Foto: Klawe Rzeczy, Getty, PR

„Wir erleben eine Zeitenwende (…). Die Welt danach ist nicht mehr dieselbe wie die Welt davor. Im Kern geht es um die Frage, ob Macht das Recht brechen darf (…) oder ob wir die Kraft aufbringen, Kriegstreibern wie Putin Grenzen zu setzen“ – so hat es Bundeskanzler Olaf Scholz (SPD) kurz nach Beginn des Ukrainekriegs formuliert. Und er versprach: „Was für die Sicherung des Friedens in Europa gebraucht wird, das wird getan.“

Das ist eine riesengroße Aufgabe. Denn es geht um eine umfassende Neuaufstellung: von der Energieversorgung bis zur Bildungspolitik mit Blick auf den Umgang mit Fake News und Propaganda. Entscheidend für den Erfolg der Zeitenwende ist der Verteidigungsbereich.

Nicht nur, weil sich die Regierung selbst so hohe Ziele gesetzt hat – „was gebraucht wird, wird getan“ – und die Erwartungen von Deutschlands Partnern daher umso größer geworden sind. 

Sondern vor allem, weil die Bedrohung nicht mit diesem Krieg Russlands endet. Dieser ist lediglich der Auftakt zu einer neuen Sicherheitsordnung, in der die Bedeutung militärischer Macht steigt. Bislang schließen wir vor allem Lücken in der Bundeswehr, aber das schiere Ausmaß dessen, was notwendig wäre, ist noch nicht eingepreist.

Eine nachhaltige Zeitenwende hieße, dass Deutschland diese in den Zielen, in den Strukturen und in den Ressourcen verankert. Aber bislang scheinen die Anpassungen nicht dauerhaft – sondern auf Sand gebaut, mit dem Risiko der schnellen Vergänglichkeit. Das liegt vor allem daran, dass das Bewusstsein für die Notwendigkeit dieses Wandels nicht sehr ausgeprägt ist.

Sondervermögen ist bald aufgebraucht

Mit Blick auf Ziele, Strukturen und Ressourcen lassen sich Entscheidungen treffen, wenn es politisch gewollt ist. Es gibt ja Ziele: Der Kanzler hat im September 2022 postuliert, die Bundeswehr müsse „zur am besten ausgestatteten Streitkraft in Europa“ werden. Das würde gut zwei Dekaden dauern.

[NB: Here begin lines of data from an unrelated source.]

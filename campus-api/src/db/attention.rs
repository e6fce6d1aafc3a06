//! Attention session queries

use chrono::{DateTime, Utc};
use serde::Serialize;
use sqlx::SqlitePool;

/// Attention session row
#[derive(Debug, Clone, Serialize, sqlx::FromRow)]
pub struct AttentionSession {
    pub guid: String,
    pub user_id: String,
    pub lecture_id: String,
    pub started_at: DateTime<Utc>,
    pub ended_at: Option<DateTime<Utc>>,
    pub sample_count: i64,
    pub pause_count: i64,
    pub average_score: Option<f64>,
}

/// Per-lecture aggregate for instructors
#[derive(Debug, Clone, Serialize, sqlx::FromRow)]
pub struct LectureAttentionSummary {
    pub lecture_id: String,
    pub session_count: i64,
    pub total_samples: i64,
    pub total_pauses: i64,
    pub average_score: Option<f64>,
}

pub async fn create_session(
    pool: &SqlitePool,
    guid: &str,
    user_id: &str,
    lecture_id: &str,
) -> Result<(), sqlx::Error> {
    sqlx::query("INSERT INTO attention_sessions (guid, user_id, lecture_id) VALUES (?, ?, ?)")
        .bind(guid)
        .bind(user_id)
        .bind(lecture_id)
        .execute(pool)
        .await?;

    Ok(())
}

pub async fn find_session(
    pool: &SqlitePool,
    guid: &str,
) -> Result<Option<AttentionSession>, sqlx::Error> {
    sqlx::query_as(
        "SELECT guid, user_id, lecture_id, started_at, ended_at, sample_count, pause_count, average_score
         FROM attention_sessions WHERE guid = ?",
    )
    .bind(guid)
    .fetch_optional(pool)
    .await
}

/// Record one scored frame; bumps the sample counter and, when the tracker
/// paused playback, the pause counter.
pub async fn record_sample(
    pool: &SqlitePool,
    session_id: &str,
    score: f64,
    face_conf: f64,
    gaze_conf: f64,
    head_conf: f64,
    paused: bool,
) -> Result<(), sqlx::Error> {
    let mut tx = pool.begin().await?;

    sqlx::query(
        "INSERT INTO attention_samples (session_id, seq, score, face_conf, gaze_conf, head_conf)
         VALUES (?, (SELECT COALESCE(MAX(seq) + 1, 0) FROM attention_samples WHERE session_id = ?),
                 ?, ?, ?, ?)",
    )
    .bind(session_id)
    .bind(session_id)
    .bind(score)
    .bind(face_conf)
    .bind(gaze_conf)
    .bind(head_conf)
    .execute(&mut *tx)
    .await?;

    sqlx::query(
        "UPDATE attention_sessions SET
            sample_count = sample_count + 1,
            pause_count = pause_count + ?
         WHERE guid = ?",
    )
    .bind(if paused { 1 } else { 0 })
    .bind(session_id)
    .execute(&mut *tx)
    .await?;

    tx.commit().await
}

/// Close a session and store its average score
pub async fn end_session(pool: &SqlitePool, guid: &str) -> Result<Option<f64>, sqlx::Error> {
    let average: Option<f64> = sqlx::query_scalar(
        "SELECT AVG(score) FROM attention_samples WHERE session_id = ?",
    )
    .bind(guid)
    .fetch_one(pool)
    .await?;

    sqlx::query(
        "UPDATE attention_sessions SET ended_at = CURRENT_TIMESTAMP, average_score = ?
         WHERE guid = ? AND ended_at IS NULL",
    )
    .bind(average)
    .bind(guid)
    .execute(pool)
    .await?;

    Ok(average)
}

pub async fn lecture_summary(
    pool: &SqlitePool,
    lecture_id: &str,
) -> Result<LectureAttentionSummary, sqlx::Error> {
    sqlx::query_as(
        "SELECT ? AS lecture_id,
                COUNT(*) AS session_count,
                COALESCE(SUM(s.sample_count), 0) AS total_samples,
                COALESCE(SUM(s.pause_count), 0) AS total_pauses,
                AVG(s.average_score) AS average_score
         FROM attention_sessions s
         WHERE s.lecture_id = ?",
    )
    .bind(lecture_id)
    .bind(lecture_id)
    .fetch_one(pool)
    .await
}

>> Lesen Sie hier: Jeder will Sicherheit, doch keiner will zahlen

Doch die Bundesregierung fährt wie schon vor dem Krieg auf Sicht: Das Versprechen, zwei Prozent für Verteidigung auszugeben, kann sie nur für zwei bis drei Jahre einhalten. Das ermöglicht das berühmte Sondervermögen in Höhe von 100 Milliarden Euro.

Der normale Verteidigungshaushalt Deutschlands ist allerdings gar nicht gestiegen. Ist das Geld aus dem Sondervermögen aufgebraucht, ist Deutschland noch weiter vom Zwei-Prozent-Ziel entfernt als heute. Denn bis 2025 werden die zwei Prozent des Bruttoinlandsprodukts in absoluten Zahlen wohl höher liegen. Das Ziel, die am besten ausgestattete Streitkraft in Europa zu werden, ist also finanziell nicht hinterlegt.

Folgen hat das schon heute. Mit der unsicheren Finanzierung kann die Bundeswehr keine umfassende und lang andauernde Neuaufstellung planen. Allein komplexe Rüstungsprojekte brauchen zwölf bis 15 Jahre von der Beauftragung bis zur Auslieferung. Natürlich ist das Ziel von Verteidigung nicht, einfach nur Geld auszugeben. Aber ohne Geld werden die Ziele nicht erreicht.

Warum entsteht der Eindruck, die notwendigen Veränderungen hätten geringe Priorität?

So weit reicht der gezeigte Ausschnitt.